Der chinesische Schritt stelle nun „vor allem die Betreiber von Name-Servern, die quasi den Verkehr im Internet leiten“ vor Probleme, weil diese nun „chinesische .com-Domains von solchen im Rest der Welt“ unterscheiden müssten, zitiert Spiegel Online aus der PC Pro.

Zeit für ein kleines Quiz für die sprachkundigen Wortfeld-Leser. Welche dieser beiden .com-Domains ist wohl die chinesische:

example.com 中国互联网络信息中心.公司

Erkannt? War doch gar nicht so schwer! (Tipp: Auch die Domainendung ist in chinesischen Schriftzeichen.)

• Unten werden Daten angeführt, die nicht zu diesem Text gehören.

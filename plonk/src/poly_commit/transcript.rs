use crate::poly_commit::pcs::ToBytes;
use kestrel_algebra::prelude::*;
use merlin::Transcript;
use rand_chacha::ChaChaRng;

/// The trait for polynomial commitment transcript.
pub trait PolyComTranscript {
    /// Append the commitment to the transcript.
    fn append_commitment<C: ToBytes>(&mut self, commitment: &C);

    /// Append the field element (big-endian) to the transcript.
    fn append_field_elem<F: Scalar>(&mut self, field_elem: &F);

    /// Get challenge result.
    fn get_challenge_field_elem<F: Scalar>(&mut self, label: &'static [u8]) -> F;
}

impl PolyComTranscript for Transcript {
    fn append_commitment<C: ToBytes>(&mut self, commitment: &C) {
        self.append_message(b"append commitment", &commitment.to_bytes());
    }

    fn append_field_elem<F: Scalar>(&mut self, field_elem: &F) {
        self.append_message(b"append field point", &field_elem.to_be_bytes());
    }

    fn get_challenge_field_elem<F: Scalar>(&mut self, label: &'static [u8]) -> F {
        let mut buff = [0u8; 32];
        self.challenge_bytes(label, &mut buff[..]);
        F::random(&mut ChaChaRng::from_seed(buff))
    }
}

Mit Spaltung des Internets hat der chinesische Schritt nichts zu tun, und es ist wohl auch kaum eine Reaktion auf das Dauer-Hickhack beim Weltgipfel zur Informationsgesellschaft. Schließlich hat die chinesische Länderdomainverwaltung CNNIC das nicht nur bereits im November 2004 angekündigt, sondern im März 2005 mit der Registrierung solcher Domains begonnen.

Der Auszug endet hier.